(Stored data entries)
--- START ---
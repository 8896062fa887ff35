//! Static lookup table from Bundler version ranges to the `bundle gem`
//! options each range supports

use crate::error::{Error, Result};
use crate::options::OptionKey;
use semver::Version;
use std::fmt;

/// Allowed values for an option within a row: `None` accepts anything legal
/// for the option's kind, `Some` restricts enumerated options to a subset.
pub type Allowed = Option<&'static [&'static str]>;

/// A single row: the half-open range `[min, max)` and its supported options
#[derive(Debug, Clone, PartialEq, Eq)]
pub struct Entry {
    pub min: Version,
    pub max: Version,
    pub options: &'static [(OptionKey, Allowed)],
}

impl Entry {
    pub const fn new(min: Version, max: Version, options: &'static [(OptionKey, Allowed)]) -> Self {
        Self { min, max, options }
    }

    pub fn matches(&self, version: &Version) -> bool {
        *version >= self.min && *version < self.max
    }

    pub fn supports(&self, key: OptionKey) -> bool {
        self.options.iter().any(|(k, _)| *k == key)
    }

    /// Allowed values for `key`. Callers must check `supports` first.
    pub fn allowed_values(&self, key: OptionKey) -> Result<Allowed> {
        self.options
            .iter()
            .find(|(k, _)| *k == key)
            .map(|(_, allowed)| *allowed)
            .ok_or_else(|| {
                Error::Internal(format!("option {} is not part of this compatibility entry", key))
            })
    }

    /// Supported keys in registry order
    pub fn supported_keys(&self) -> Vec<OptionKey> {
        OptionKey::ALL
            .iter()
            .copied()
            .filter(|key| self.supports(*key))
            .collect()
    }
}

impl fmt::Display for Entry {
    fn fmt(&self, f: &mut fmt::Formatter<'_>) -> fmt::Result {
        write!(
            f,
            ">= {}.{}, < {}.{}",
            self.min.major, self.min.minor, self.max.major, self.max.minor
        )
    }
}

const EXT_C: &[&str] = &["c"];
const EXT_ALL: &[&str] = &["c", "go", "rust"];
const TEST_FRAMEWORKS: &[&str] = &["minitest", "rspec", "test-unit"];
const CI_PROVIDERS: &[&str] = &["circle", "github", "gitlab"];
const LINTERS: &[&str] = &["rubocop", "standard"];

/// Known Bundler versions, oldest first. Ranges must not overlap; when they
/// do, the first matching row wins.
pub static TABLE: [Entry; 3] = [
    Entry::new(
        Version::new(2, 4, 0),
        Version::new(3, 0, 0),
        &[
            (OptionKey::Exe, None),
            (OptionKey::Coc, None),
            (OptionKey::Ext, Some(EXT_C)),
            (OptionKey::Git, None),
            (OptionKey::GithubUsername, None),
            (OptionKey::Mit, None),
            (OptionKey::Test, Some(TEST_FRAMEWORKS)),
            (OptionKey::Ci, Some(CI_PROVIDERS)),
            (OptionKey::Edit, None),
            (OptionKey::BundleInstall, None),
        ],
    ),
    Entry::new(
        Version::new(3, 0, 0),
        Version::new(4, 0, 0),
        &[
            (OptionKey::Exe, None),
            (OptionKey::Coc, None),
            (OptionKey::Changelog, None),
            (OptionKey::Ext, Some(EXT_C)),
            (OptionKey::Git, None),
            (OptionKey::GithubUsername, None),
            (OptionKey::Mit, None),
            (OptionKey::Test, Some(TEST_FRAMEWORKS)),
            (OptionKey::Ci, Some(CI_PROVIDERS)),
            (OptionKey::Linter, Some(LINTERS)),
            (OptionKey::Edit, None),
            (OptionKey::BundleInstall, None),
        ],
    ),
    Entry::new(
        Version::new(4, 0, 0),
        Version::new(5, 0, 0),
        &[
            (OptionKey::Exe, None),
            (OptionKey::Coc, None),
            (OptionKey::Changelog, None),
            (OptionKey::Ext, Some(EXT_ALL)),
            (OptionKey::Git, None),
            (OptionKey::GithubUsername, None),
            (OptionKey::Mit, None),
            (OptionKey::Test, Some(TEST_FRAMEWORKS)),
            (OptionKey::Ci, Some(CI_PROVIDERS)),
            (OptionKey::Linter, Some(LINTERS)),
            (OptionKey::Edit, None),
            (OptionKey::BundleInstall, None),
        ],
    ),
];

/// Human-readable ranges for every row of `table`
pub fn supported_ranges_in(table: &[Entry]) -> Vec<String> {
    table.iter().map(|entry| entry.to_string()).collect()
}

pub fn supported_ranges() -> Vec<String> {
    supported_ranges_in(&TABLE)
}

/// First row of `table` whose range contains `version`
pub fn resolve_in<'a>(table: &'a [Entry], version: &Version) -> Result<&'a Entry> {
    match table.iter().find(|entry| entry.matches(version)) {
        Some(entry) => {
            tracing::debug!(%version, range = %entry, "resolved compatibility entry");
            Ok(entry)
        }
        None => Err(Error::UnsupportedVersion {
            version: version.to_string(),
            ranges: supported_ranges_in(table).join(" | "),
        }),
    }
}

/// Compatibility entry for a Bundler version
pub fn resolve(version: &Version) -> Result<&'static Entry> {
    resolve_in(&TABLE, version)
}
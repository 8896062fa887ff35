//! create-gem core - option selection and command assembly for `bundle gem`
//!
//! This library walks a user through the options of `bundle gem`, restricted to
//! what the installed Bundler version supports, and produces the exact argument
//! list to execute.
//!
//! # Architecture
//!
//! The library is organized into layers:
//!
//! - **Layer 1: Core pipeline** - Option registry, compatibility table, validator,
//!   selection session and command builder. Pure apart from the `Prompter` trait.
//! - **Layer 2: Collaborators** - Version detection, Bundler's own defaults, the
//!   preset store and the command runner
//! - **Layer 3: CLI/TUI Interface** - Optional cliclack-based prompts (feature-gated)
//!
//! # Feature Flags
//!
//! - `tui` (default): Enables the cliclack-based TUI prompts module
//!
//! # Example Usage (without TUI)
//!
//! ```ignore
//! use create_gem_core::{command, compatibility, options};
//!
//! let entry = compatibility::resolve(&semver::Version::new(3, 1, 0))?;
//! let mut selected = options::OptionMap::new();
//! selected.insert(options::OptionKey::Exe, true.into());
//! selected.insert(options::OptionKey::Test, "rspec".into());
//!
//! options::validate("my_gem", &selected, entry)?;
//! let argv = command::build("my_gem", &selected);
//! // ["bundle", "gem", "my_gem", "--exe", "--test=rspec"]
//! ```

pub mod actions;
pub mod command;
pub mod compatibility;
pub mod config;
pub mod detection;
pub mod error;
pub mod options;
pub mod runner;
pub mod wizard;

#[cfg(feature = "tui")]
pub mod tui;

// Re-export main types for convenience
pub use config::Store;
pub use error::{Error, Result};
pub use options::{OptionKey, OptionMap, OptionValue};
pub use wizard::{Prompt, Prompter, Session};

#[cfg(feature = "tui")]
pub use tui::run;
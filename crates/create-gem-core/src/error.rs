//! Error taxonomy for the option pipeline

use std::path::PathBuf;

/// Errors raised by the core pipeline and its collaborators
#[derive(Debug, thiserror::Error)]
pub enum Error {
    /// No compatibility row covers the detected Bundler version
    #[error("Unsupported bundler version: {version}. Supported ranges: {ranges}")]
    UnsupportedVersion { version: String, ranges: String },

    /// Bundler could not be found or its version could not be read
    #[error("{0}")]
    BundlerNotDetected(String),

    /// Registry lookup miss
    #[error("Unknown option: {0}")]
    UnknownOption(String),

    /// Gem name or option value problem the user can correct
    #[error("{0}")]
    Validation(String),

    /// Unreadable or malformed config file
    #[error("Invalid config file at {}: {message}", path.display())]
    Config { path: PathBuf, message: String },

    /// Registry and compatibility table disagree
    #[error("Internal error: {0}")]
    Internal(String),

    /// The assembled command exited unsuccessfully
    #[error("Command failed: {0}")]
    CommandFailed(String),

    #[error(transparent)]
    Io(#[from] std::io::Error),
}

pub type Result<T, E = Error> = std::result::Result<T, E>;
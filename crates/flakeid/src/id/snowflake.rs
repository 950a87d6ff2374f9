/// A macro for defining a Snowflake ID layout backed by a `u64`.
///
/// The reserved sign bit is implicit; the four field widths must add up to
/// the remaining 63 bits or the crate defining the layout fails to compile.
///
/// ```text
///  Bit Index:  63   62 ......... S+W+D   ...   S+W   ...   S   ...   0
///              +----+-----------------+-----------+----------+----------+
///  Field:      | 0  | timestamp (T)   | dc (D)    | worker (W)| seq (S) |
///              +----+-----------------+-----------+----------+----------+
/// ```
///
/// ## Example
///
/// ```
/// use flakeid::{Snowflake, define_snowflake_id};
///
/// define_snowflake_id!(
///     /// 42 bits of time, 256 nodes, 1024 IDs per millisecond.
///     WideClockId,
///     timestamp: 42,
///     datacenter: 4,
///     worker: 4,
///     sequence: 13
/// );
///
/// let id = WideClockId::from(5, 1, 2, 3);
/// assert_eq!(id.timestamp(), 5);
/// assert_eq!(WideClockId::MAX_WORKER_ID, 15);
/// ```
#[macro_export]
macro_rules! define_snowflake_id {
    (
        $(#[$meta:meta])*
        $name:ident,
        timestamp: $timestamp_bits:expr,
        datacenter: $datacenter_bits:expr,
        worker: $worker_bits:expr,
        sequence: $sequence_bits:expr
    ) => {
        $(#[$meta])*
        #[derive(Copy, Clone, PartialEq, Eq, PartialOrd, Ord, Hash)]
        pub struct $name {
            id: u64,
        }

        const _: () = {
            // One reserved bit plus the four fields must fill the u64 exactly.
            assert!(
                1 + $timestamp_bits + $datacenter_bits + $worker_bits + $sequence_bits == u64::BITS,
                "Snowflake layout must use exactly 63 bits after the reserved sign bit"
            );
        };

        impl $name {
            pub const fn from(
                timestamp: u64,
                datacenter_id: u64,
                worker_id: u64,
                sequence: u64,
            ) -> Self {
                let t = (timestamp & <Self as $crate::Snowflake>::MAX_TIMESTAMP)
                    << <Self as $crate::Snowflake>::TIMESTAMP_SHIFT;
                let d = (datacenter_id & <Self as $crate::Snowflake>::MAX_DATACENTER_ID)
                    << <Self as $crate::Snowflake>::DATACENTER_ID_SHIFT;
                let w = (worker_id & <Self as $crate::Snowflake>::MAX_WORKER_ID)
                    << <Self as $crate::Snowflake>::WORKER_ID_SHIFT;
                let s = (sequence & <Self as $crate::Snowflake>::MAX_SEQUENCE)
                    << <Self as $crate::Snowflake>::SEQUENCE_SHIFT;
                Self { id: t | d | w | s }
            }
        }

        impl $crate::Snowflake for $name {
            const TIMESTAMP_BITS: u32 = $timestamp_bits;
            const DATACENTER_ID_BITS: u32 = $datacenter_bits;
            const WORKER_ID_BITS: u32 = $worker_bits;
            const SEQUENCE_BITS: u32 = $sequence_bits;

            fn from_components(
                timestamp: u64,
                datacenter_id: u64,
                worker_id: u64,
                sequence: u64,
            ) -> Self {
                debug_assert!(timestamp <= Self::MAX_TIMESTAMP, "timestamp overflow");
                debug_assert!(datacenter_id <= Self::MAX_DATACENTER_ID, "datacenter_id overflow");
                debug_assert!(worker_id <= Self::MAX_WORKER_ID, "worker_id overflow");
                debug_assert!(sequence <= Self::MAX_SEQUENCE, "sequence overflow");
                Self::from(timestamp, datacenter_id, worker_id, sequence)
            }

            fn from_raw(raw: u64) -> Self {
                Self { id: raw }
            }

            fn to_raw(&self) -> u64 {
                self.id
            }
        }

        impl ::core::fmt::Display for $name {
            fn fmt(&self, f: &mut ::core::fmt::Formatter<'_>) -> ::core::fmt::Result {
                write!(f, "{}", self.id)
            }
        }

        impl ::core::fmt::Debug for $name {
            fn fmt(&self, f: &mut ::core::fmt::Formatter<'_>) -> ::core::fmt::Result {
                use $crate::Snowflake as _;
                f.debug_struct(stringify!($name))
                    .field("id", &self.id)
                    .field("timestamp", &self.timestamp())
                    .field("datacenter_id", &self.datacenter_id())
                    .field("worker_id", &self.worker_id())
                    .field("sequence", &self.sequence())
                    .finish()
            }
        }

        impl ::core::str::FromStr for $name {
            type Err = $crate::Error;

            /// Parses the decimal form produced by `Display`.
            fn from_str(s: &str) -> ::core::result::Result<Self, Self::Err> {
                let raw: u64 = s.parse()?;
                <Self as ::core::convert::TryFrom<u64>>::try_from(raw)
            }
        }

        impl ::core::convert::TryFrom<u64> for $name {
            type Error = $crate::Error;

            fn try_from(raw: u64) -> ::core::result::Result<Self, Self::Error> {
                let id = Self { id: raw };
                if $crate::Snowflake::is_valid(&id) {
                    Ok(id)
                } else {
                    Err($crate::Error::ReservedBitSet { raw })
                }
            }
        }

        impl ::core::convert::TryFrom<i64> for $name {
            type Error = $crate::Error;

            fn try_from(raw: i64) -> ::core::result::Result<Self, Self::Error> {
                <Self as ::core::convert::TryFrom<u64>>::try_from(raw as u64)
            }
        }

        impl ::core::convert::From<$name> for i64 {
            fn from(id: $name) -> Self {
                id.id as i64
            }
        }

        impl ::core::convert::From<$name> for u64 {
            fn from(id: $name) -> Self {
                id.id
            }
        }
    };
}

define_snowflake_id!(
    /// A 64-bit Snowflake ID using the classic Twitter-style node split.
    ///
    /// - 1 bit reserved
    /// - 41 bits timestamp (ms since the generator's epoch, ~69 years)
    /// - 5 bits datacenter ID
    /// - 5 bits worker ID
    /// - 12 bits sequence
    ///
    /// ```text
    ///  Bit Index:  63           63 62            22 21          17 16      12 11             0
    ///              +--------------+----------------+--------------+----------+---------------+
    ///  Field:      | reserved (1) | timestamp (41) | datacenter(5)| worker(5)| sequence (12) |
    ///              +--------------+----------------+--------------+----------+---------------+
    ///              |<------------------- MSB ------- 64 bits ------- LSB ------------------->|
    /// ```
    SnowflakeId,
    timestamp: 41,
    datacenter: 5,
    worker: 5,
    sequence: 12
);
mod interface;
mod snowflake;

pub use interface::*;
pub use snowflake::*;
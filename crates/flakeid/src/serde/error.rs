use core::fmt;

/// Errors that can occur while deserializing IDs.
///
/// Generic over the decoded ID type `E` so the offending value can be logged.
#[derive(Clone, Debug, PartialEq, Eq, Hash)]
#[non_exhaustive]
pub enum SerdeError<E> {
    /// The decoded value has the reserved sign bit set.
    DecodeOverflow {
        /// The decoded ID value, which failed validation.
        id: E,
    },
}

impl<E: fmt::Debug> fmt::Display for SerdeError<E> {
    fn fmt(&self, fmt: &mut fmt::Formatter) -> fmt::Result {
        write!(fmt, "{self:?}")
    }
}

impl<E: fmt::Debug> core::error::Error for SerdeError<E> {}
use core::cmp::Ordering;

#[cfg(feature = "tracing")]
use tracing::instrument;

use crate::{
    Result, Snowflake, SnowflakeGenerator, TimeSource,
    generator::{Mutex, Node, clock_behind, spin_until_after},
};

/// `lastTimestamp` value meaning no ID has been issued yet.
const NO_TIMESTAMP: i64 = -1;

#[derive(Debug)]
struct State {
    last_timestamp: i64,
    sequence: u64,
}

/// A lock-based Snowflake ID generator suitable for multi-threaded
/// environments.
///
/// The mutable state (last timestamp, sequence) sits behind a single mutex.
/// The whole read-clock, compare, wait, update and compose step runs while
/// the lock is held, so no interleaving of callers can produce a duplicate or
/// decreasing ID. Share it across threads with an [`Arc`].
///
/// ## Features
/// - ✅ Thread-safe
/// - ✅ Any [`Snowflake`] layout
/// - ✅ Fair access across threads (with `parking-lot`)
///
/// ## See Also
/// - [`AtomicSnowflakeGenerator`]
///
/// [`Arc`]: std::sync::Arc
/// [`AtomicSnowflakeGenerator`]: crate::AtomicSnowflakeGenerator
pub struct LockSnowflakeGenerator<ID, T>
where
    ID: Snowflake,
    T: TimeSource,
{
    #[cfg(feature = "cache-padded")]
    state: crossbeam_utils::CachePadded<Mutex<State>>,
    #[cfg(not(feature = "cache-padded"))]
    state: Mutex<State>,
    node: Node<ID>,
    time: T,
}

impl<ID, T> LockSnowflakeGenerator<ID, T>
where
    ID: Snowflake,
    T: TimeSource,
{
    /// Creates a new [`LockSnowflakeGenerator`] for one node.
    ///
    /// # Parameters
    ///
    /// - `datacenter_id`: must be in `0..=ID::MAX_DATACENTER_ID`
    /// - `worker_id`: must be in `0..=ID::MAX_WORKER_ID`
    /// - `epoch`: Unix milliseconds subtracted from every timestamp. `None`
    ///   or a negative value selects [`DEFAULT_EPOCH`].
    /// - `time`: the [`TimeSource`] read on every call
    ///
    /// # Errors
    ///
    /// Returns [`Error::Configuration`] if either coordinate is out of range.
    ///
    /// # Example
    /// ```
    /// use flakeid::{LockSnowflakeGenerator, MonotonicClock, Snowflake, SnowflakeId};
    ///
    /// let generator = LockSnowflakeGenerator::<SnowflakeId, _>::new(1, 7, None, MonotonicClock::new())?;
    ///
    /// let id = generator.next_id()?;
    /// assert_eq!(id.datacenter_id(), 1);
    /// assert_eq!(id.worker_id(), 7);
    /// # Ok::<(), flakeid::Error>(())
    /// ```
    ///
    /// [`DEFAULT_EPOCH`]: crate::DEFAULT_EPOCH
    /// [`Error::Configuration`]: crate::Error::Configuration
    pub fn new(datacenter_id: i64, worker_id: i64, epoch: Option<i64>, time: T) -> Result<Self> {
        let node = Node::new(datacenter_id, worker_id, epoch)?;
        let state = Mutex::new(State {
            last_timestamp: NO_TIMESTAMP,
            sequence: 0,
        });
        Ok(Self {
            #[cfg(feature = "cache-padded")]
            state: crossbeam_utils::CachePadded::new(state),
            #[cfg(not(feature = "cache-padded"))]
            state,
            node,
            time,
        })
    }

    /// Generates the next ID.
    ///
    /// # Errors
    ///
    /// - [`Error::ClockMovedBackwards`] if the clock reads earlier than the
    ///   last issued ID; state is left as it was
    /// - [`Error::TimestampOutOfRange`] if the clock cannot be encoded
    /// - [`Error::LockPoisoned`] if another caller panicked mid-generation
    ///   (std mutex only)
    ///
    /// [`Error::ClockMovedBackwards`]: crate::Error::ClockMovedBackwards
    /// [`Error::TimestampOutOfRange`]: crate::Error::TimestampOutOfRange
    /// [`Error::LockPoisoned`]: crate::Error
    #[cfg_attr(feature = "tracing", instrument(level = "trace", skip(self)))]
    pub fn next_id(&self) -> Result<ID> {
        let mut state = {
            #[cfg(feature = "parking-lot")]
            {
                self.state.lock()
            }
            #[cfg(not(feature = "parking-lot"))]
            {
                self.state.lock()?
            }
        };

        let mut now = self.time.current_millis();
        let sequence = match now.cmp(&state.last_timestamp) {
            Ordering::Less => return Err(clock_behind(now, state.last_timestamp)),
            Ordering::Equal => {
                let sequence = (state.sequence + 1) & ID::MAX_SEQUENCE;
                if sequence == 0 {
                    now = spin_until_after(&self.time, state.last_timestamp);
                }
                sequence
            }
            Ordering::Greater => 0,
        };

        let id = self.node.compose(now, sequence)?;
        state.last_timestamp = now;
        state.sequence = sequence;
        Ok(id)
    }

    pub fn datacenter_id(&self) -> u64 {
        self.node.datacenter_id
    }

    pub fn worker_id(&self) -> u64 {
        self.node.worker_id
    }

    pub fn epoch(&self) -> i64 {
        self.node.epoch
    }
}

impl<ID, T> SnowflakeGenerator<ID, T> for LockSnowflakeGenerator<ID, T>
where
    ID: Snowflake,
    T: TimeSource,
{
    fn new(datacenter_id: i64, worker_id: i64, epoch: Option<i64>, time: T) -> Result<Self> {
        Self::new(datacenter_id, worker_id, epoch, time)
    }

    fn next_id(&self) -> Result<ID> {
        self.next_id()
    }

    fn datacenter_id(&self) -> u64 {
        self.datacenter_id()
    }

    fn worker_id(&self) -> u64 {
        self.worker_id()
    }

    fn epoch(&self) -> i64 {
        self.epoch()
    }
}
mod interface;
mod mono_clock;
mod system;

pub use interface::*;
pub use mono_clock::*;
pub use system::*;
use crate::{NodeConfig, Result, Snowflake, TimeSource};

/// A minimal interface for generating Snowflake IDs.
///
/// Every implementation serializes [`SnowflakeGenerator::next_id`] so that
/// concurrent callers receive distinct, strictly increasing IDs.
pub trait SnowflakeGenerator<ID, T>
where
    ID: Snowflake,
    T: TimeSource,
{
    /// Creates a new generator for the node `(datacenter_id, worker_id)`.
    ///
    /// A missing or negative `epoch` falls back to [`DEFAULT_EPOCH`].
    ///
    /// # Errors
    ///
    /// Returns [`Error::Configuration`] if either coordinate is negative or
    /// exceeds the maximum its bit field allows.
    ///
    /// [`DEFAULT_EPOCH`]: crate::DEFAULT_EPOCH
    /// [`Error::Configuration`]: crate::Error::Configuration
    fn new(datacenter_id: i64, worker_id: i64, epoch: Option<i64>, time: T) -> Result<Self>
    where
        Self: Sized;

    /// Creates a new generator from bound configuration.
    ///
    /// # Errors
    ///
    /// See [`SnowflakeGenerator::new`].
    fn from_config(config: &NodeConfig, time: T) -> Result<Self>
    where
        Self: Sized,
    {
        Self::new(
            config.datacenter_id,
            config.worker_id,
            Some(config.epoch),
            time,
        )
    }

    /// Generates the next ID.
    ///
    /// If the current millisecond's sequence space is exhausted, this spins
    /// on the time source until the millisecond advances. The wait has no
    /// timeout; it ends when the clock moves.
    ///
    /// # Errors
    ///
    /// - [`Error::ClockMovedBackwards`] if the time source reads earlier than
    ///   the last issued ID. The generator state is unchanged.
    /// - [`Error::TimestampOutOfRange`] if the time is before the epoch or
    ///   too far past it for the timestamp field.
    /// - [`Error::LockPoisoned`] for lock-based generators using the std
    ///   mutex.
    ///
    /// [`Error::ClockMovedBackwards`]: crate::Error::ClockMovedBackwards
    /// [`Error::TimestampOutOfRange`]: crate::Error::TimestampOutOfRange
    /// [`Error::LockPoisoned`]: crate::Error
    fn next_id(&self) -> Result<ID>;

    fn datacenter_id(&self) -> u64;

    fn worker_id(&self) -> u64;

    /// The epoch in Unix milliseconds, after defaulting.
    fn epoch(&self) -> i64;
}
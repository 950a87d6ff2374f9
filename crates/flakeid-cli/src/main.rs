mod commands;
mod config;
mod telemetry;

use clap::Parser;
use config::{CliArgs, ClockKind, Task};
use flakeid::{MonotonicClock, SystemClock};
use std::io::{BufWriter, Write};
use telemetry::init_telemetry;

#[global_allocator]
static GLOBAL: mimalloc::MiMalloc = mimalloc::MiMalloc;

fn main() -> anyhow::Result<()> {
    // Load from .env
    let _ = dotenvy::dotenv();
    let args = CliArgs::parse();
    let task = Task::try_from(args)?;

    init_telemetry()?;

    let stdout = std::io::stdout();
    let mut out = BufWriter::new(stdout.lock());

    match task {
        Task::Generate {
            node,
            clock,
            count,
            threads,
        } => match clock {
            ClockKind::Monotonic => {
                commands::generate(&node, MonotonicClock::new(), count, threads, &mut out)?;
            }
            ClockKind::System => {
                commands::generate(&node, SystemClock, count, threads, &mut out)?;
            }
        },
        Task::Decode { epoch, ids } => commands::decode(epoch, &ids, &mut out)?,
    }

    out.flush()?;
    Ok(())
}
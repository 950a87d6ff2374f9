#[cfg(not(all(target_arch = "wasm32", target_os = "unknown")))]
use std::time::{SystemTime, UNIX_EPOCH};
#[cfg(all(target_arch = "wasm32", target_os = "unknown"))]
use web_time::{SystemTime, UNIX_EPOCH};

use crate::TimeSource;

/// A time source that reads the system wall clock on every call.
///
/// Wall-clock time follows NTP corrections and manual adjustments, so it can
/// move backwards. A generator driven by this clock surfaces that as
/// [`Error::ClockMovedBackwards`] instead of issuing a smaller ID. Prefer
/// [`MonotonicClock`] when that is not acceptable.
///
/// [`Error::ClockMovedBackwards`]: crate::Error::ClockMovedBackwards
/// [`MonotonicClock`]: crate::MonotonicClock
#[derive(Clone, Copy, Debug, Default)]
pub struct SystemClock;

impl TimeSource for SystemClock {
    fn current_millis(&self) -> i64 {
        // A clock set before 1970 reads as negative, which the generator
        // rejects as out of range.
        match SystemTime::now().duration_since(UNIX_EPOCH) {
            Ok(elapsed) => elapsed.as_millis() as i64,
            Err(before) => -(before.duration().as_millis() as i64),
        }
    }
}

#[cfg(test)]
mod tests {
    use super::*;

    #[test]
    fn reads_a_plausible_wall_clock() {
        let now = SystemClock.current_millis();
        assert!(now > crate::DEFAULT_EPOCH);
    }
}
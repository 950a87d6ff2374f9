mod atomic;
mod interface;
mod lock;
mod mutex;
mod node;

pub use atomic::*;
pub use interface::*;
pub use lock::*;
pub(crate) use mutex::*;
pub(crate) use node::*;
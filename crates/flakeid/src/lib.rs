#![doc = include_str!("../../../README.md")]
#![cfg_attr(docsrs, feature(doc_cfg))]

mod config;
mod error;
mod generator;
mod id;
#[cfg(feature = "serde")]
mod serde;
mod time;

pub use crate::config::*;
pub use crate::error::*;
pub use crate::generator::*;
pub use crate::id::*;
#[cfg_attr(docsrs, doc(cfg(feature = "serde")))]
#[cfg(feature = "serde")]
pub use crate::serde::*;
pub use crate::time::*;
--- END ---
WHAT YOU ARE ASKED TO DO
If a line above holds the word "Index", copy it.

EXERCISE RESULT
///  Bit Index:  63   62 ......... S+W+D   ...   S+W   ...   S   ...   0
    ///  Bit Index:  63           63 62            22 21          17 16      12 11             0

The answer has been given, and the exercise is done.